The trend in the correlation of any possible pairs of averaged synergy activation profiles was different between isometric force generation (Fig. 10A) and dynamic reaching (Fig. 10B) (Spearman’s rank correlation, p < 0.05). During the isometric task, the elbow flexor and extensor synergy activations were negatively correlated in healthy individuals (rho = − 0.84, p < 0.01) as well as in all two-stroke subgroups (rho = − 0.82, p < 0.01, mild-to-moderate; and rho = − 0.83, p < 0.01, severe). Additionally, the preservation of a negative correlation even after stroke was observed between the shoulder antagonistic synergies (SF/Ad and SE/Ab) for the healthy individuals (rho = − 0.48, p < 0.05) and the two-stroke subgroups (rho = − 0.69, p < 0.01, mild-to-moderate; and rho = − 0.72, p < 0.01, severe). Additionally, positive correlations between agonistic synergies across both arm joints (EF and SF/Ad) were consistently maintained for healthy individuals (rho = 0.55, p < 0.01) and the two stroke subgroups (rho = 0.72, p < 0.01, mild-to-moderate; and rho = 0.43, p < 0.05, severe). Finally, the negative correlations between antagonistic synergies across both arm joints (EE and SF/Ad) were found to be kept in the healthy group (rho = − 0.77, p < 0.01), and the two stroke subgroups (rho = − 0.70, p < 0.01, mild-to-moderate; and rho = − 0.61, p < 0.01, severe). These results suggest that the correlation between any possible pairs of the averaged synergy activation profiles within each subgroup remains preserved mainly in the isometric condition, even after stroke.

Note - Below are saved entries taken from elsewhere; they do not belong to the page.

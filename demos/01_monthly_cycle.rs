/// monthly cycle - meals and charges flowing into generated invoices
use chrono::{Duration, NaiveDate, TimeZone, Utc};
use hostel_billing_rs::{
    Actor, BillingConfig, BillingEngine, BillingPeriod, ChargeType, Meal, Money, Month,
    NewCharge, PaymentMethod, PaymentRequest, ResidentIntake, RoomType, SafeTimeProvider,
    TimeSource,
};

fn main() -> Result<(), Box<dyn std::error::Error>> {
    println!("=== monthly cycle example ===\n");

    let time = SafeTimeProvider::new(TimeSource::Test(
        Utc.with_ymd_and_hms(2024, 1, 1, 9, 0, 0).unwrap(),
    ));
    let control = time.test_control().unwrap();
    let warden = Actor::named("warden");

    let mut engine = BillingEngine::new(BillingConfig::with_rates(
        Money::from_major(5_000),
        Money::from_major(60),
        Money::from_major(120),
        Money::from_major(100),
    ));
    let room = engine.add_room(
        "101",
        RoomType::TwoSeater,
        Money::from_major(4_500),
        &warden,
        &time,
    )?;
    let seat = engine
        .ledger()
        .seats_in(room)
        .next()
        .ok_or("room has no seats")?
        .id;
    let ali = engine.move_in(
        ResidentIntake {
            name: "Ali Raza".to_string(),
            cnic: "35202-1111111-1".to_string(),
            phone: None,
            guardian_phone: None,
            move_in: time.now().date_naive(),
            deposit: None,
        },
        Some(seat),
        None,
        &warden,
        &time,
    )?;

    // settle the move-in invoices in full
    let move_in_invoices: Vec<_> = engine
        .ledger()
        .invoices_for(ali)
        .map(|i| (i.id, i.total_due))
        .collect();
    for (invoice_id, due) in move_in_invoices {
        engine.apply_payment(
            PaymentRequest {
                invoice_id,
                amount: due,
                date: time.now().date_naive(),
                method: PaymentMethod::Cash,
                notes: None,
            },
            &warden,
            &time,
        )?;
    }
    println!("january settled on move-in\n");

    // into february: some meals and an electricity charge
    control.advance(Duration::days(31));
    let feb = |d| NaiveDate::from_ymd_opt(2024, 2, d).unwrap();
    engine.mark_meal(ali, feb(3), Meal::Lunch, true)?;
    engine.mark_meal(ali, feb(4), Meal::Lunch, true)?;
    engine.mark_meal(ali, feb(4), Meal::Dinner, true)?;
    engine.add_charge(
        NewCharge {
            resident_id: ali,
            date: feb(10),
            charge_type: ChargeType::Electricity,
            amount: Money::from_major(350),
            notes: Some("heater usage".to_string()),
        },
        &warden,
        &time,
    )?;

    // month end: generate february invoices
    control.advance(Duration::days(27));
    let february: Month = "2024-02".parse()?;
    let report = engine.generate_invoices(february, &warden, &time);
    println!(
        "generated {} invoice(s) for {}, skipped {}",
        report.generated, report.period, report.skipped
    );

    let invoice = engine
        .ledger()
        .invoice_for_period(ali, BillingPeriod::Month(february))
        .ok_or("february invoice missing")?;
    let invoice_id = invoice.id;
    println!("  rent {}", invoice.room_rent);
    println!("  mess {}", invoice.mess_total);
    println!("  custom {}", invoice.custom_total);
    println!("  previous dues {}", invoice.prev_dues);
    println!("  total due {}\n", invoice.total_due);

    // a partial payment against it
    let receipt = engine.apply_payment(
        PaymentRequest {
            invoice_id,
            amount: Money::from_major(3_000),
            date: time.now().date_naive(),
            method: PaymentMethod::JazzCash,
            notes: None,
        },
        &warden,
        &time,
    )?;
    println!(
        "paid 3000, invoice now {} with {} outstanding\n",
        receipt.invoice.status,
        receipt.invoice.outstanding()
    );

    let financials = engine.reports().monthly_financials(february);
    println!("february: billed {}, collected {}", financials.billed, financials.collected);
    for pending in engine.reports().top_pending_dues(5) {
        println!("pending: {} owes {}", pending.name, pending.outstanding);
    }

    Ok(())
}
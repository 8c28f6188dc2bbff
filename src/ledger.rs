use chrono::NaiveDate;
use serde::{Deserialize, Serialize};
use uuid::Uuid;

use crate::decimal::Money;
use crate::errors::{BillingError, Result};
use crate::records::{
    AttendanceRecord, CustomCharge, Expense, Invoice, NewCharge, NewExpense, Payment, Resident,
    Room, Seat, TenancyRecord,
};
use crate::types::{
    BillingPeriod, ChargeId, ExpenseId, InvoiceId, InvoiceStatus, Meal, Month, PaymentId,
    ResidentId, ResidentStatus, RoomId, RoomType, SeatId, TenancyId,
};

/// in-memory ledger store. tables are reachable only through methods that
/// uphold the store constraints: seat occupancy is a checked swap, invoices
/// are unique per (resident, period), attendance is an atomic upsert keyed
/// (resident, date), and at most one tenancy record per resident is open.
#[derive(Debug, Clone, Default, PartialEq, Serialize, Deserialize)]
pub struct Ledger {
    rooms: Vec<Room>,
    seats: Vec<Seat>,
    residents: Vec<Resident>,
    attendance: Vec<AttendanceRecord>,
    custom_charges: Vec<CustomCharge>,
    invoices: Vec<Invoice>,
    payments: Vec<Payment>,
    expenses: Vec<Expense>,
    tenancy_history: Vec<TenancyRecord>,
}
use chrono::NaiveDate;
use uuid::Uuid;

use crate::decimal::Money;
use crate::errors::{BillingError, Result};
use crate::ledger::Ledger;
use crate::records::{Invoice, Payment};
use crate::types::{InvoiceId, PaymentMethod};

/// payment application request
#[derive(Debug, Clone, PartialEq)]
pub struct PaymentRequest {
    pub invoice_id: InvoiceId,
    pub amount: Money,
    pub date: NaiveDate,
    pub method: PaymentMethod,
    pub notes: Option<String>,
}

/// snapshots of the recorded payment and the invoice it updated
#[derive(Debug, Clone, PartialEq)]
pub struct PaymentReceipt {
    pub invoice: Invoice,
    pub payment: Payment,
}

/// applies monetary payments against invoices
pub struct PaymentProcessor;

impl PaymentProcessor {
    /// record an immutable payment row and update its invoice as one unit.
    /// validation precedes both writes so a rejected request leaves no
    /// trace. overpayment is accepted; status saturates at Paid.
    pub fn apply(ledger: &mut Ledger, request: PaymentRequest) -> Result<PaymentReceipt> {
        if !request.amount.is_positive() {
            return Err(BillingError::InvalidAmount {
                amount: request.amount,
            });
        }
        let resident_id = ledger
            .invoice(request.invoice_id)
            .ok_or(BillingError::InvoiceNotFound {
                id: request.invoice_id,
            })?
            .resident_id;

        let payment = Payment {
            id: Uuid::new_v4(),
            resident_id,
            invoice_id: Some(request.invoice_id),
            amount: request.amount,
            date: request.date,
            method: request.method,
            notes: request.notes,
        };
        ledger.insert_payment(payment.clone());
        let invoice = ledger.register_invoice_payment(request.invoice_id, request.amount)?;

        Ok(PaymentReceipt { invoice, payment })
    }
}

In contrast, in the dynamic condition, a significant negative correlation between elbow flexor and extensor synergy activations was not observed in the healthy individuals (rho = − 0.05, p = 0.82), but in the mild-to-moderate (rho = − 0.59, p < 0.01) and severe impaired (rho = − 0.57, p < 0.01) stroke subgroups. Similarly, the shoulder antagonistic synergies (SF/Ad and SE/Ab) did not exhibit a significant correlation for healthy (rho = 0.11, p = 0.59) and stroke survivors with mild-to-moderate impairment (rho = − 0.25, p = 0.25), but they did for severely impaired subgroups (rho = − 0.59, p < 0.01). Interestingly, in participants with severe motor impairment, positive coupling was identified between the elbow flexor and shoulder extensor/abductor synergies (rho = 0.61, p < 0.01).